## [WHAT THE TASK ASKS]
Count every line below that contains "struct", then state the total with no other output.

*** DATA EXTRACTS Section Begins ***

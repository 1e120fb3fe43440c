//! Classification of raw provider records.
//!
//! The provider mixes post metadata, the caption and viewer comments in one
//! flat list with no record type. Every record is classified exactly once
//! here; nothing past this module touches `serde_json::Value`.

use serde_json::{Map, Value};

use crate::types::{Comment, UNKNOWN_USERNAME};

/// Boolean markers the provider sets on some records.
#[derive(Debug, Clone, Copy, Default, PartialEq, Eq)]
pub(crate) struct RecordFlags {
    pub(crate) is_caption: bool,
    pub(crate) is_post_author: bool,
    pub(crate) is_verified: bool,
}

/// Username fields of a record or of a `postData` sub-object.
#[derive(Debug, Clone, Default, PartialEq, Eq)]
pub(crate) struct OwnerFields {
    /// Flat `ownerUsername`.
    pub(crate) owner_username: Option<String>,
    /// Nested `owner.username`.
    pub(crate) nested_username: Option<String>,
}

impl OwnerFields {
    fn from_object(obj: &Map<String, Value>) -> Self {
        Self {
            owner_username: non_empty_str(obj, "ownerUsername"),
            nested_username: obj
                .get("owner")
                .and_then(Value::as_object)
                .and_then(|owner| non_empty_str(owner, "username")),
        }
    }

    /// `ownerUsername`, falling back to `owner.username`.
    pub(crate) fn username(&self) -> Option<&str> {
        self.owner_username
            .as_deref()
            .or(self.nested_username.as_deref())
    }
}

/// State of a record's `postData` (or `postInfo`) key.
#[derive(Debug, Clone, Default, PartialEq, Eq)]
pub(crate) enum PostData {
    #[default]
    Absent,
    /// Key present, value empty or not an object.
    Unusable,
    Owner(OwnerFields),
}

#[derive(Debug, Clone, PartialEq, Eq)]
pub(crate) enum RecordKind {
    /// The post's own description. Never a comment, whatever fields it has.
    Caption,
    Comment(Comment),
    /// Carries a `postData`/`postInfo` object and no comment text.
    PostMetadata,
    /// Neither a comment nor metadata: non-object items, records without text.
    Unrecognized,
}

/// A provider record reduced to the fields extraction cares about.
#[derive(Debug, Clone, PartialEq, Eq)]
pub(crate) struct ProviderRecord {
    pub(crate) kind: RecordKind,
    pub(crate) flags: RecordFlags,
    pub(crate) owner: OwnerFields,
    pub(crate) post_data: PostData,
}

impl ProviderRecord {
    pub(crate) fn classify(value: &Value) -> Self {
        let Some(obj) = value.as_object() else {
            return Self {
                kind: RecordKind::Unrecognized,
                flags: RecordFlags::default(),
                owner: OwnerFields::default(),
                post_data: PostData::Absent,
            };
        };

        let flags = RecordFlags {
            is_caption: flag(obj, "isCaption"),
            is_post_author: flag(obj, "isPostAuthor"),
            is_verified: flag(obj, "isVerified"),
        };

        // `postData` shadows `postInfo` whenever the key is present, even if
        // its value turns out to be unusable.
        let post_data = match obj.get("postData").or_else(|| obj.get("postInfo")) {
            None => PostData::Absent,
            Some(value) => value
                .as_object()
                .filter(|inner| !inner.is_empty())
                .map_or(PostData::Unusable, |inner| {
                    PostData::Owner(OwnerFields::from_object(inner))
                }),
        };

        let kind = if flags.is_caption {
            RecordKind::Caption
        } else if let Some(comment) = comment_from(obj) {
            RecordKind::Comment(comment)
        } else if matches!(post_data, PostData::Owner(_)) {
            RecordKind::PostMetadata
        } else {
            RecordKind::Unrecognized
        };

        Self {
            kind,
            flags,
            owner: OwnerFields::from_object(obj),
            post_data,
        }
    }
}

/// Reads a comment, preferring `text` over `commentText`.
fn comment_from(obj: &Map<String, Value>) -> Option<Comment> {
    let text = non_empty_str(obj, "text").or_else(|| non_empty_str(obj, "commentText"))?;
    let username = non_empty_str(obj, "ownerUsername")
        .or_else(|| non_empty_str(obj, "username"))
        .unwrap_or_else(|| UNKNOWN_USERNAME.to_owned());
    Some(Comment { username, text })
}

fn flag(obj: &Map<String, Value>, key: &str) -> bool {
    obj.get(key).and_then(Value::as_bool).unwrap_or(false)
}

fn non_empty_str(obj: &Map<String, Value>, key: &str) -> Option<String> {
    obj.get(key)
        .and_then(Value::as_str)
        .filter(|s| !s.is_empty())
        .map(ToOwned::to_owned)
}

*** DATA EXTRACTS Section Ends ***
*** DATA EXTRACTS Section Begins ***

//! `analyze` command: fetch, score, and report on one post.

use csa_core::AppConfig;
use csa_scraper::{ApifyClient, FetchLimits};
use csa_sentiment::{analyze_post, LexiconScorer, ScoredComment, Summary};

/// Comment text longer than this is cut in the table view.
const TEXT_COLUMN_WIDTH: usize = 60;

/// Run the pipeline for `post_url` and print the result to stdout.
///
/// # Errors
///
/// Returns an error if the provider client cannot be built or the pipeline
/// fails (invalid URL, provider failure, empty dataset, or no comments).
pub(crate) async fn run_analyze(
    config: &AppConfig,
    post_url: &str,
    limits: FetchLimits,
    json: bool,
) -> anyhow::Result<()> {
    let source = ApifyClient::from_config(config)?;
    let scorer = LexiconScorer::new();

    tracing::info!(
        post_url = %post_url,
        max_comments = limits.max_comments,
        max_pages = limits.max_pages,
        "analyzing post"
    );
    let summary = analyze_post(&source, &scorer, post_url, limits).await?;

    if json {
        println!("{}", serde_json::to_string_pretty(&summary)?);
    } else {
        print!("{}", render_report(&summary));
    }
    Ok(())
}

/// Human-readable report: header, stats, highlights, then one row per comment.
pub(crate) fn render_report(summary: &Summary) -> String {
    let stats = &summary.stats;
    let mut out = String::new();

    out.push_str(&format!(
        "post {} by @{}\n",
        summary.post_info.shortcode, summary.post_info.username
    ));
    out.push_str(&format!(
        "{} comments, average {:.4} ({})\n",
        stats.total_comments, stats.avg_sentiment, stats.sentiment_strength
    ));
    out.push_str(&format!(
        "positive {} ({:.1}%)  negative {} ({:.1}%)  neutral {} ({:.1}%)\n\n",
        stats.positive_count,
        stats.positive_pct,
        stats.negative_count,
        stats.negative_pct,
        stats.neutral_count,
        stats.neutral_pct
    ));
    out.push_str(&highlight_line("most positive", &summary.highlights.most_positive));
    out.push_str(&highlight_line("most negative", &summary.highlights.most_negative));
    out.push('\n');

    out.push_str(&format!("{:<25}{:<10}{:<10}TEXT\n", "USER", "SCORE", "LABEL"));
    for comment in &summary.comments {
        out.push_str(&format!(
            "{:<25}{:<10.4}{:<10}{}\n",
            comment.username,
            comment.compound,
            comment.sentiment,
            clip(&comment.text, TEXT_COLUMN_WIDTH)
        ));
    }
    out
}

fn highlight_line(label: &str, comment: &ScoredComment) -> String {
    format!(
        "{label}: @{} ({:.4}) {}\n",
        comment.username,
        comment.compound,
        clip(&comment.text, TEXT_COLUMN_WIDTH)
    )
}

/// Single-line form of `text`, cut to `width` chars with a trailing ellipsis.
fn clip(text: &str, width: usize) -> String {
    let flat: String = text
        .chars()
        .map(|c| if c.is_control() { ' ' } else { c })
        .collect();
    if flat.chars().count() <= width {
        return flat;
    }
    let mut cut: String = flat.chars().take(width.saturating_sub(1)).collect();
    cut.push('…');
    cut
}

*** DATA EXTRACTS Section Ends ***

## [REPLY]
3